# WORK REQUIRED:
Read the records below and report each line in which "cache" occurs.

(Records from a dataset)
········

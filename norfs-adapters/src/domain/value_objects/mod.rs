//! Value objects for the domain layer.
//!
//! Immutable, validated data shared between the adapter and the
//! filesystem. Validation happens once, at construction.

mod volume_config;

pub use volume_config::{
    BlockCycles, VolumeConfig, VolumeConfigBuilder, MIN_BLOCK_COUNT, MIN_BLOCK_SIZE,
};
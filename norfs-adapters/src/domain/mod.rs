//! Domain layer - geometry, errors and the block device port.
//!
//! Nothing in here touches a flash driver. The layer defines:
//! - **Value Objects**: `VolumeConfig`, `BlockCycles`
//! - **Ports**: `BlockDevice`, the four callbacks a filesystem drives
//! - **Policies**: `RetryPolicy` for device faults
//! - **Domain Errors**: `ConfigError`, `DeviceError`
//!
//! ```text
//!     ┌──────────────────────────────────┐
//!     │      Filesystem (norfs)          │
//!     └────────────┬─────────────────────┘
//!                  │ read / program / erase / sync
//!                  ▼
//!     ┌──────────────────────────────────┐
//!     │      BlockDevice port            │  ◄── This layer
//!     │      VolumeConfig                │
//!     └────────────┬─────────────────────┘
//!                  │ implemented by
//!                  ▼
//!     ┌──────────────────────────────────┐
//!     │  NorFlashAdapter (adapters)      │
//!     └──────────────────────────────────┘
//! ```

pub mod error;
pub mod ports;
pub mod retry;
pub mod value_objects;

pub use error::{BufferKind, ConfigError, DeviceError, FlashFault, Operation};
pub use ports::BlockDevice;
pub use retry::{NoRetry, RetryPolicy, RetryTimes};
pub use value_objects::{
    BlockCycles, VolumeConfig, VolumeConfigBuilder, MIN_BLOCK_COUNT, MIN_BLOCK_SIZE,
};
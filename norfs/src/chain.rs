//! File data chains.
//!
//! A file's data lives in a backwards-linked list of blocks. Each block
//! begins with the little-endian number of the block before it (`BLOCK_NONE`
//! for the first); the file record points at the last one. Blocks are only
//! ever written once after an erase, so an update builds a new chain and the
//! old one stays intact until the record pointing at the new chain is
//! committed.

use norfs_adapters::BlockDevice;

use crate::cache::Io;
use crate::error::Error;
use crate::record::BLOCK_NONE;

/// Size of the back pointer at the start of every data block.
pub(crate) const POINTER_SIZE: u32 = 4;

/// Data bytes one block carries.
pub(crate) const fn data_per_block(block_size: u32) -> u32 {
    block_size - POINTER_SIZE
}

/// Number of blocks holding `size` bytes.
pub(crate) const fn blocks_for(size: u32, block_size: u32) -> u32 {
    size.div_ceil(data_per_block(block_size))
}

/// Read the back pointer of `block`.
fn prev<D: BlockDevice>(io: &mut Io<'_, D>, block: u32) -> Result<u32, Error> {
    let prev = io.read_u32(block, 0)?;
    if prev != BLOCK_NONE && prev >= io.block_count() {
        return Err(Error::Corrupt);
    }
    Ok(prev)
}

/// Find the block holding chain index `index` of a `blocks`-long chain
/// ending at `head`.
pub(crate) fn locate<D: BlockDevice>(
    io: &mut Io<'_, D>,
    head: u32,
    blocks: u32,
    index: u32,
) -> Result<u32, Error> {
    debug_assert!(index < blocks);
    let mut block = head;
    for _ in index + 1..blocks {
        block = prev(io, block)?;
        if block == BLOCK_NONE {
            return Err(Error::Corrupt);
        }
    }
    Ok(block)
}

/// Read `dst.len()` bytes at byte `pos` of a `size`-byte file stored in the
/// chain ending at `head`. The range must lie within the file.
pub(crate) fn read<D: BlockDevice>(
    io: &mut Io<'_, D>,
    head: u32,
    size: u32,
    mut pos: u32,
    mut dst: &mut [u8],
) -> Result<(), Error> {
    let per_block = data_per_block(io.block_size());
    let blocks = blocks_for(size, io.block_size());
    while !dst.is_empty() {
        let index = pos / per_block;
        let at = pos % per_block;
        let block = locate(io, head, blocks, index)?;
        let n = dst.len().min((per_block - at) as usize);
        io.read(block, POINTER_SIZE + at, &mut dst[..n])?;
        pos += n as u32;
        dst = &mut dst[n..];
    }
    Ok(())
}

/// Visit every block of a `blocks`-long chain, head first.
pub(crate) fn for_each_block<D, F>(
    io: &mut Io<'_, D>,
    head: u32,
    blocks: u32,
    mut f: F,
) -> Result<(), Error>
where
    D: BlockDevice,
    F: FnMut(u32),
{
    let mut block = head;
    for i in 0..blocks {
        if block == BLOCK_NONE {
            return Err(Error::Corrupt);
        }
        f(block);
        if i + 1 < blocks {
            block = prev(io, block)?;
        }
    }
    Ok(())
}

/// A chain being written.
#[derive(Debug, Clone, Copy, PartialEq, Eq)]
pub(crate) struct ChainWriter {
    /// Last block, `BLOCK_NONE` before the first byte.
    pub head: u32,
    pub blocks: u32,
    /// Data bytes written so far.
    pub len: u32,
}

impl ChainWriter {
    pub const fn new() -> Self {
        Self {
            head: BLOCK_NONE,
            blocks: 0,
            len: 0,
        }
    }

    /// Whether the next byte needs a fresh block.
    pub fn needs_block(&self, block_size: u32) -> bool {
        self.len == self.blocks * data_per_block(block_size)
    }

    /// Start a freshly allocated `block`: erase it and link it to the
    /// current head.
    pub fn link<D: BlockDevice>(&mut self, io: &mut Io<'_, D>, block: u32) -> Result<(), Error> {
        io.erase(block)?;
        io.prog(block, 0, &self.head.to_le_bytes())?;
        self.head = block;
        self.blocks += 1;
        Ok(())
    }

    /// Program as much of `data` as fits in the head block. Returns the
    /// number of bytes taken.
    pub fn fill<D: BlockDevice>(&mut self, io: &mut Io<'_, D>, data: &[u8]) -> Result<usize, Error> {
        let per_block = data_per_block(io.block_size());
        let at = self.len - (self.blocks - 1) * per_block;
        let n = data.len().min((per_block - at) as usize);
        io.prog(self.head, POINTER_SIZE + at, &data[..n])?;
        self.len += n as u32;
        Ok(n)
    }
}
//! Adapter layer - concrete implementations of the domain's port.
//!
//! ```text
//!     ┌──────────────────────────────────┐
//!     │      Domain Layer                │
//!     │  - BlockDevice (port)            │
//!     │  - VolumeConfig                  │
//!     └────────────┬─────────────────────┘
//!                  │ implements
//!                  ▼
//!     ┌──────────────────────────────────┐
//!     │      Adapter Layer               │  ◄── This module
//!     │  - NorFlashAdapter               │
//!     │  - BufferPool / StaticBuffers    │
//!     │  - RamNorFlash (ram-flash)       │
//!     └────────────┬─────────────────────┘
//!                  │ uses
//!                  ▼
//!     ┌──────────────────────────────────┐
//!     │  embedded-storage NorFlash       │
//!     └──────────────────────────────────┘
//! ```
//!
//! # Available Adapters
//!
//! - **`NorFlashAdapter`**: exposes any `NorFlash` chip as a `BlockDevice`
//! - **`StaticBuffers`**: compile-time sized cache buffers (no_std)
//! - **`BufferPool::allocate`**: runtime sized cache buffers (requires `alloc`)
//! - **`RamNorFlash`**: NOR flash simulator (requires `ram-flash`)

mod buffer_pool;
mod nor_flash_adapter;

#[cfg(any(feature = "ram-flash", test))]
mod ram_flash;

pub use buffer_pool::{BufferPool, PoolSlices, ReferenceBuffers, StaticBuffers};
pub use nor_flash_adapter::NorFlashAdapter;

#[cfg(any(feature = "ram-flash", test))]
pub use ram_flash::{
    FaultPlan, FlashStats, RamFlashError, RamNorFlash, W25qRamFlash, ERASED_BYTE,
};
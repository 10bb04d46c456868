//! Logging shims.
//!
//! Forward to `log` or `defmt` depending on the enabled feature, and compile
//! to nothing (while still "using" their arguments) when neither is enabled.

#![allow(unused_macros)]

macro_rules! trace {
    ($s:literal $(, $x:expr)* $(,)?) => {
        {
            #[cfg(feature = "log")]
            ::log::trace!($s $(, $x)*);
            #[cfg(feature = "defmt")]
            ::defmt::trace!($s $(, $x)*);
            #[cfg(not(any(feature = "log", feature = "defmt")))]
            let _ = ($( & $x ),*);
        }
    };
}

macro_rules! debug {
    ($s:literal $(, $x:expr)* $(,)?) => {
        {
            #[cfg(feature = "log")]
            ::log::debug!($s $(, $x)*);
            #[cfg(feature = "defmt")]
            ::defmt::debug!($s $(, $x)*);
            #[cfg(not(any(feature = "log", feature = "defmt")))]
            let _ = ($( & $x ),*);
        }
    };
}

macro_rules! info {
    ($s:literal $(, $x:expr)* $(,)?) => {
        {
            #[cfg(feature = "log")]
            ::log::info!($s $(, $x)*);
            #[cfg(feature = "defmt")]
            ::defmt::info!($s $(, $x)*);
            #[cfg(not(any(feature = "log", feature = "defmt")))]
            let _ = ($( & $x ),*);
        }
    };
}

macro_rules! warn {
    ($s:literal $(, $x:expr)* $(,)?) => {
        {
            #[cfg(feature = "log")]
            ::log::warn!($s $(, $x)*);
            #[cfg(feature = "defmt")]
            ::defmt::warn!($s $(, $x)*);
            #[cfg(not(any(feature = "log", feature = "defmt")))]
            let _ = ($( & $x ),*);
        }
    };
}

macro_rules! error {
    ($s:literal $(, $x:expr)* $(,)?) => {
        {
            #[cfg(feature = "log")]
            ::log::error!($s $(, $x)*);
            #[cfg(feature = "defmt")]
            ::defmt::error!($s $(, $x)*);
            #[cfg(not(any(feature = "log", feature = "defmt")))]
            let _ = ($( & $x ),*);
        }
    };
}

········

# TASK OUTPUT:
use crate::cache::Io;
//! - **`StaticBuffers`**: compile-time sized cache buffers (no_std)
//! - **`BufferPool::allocate`**: runtime sized cache buffers (requires `alloc`)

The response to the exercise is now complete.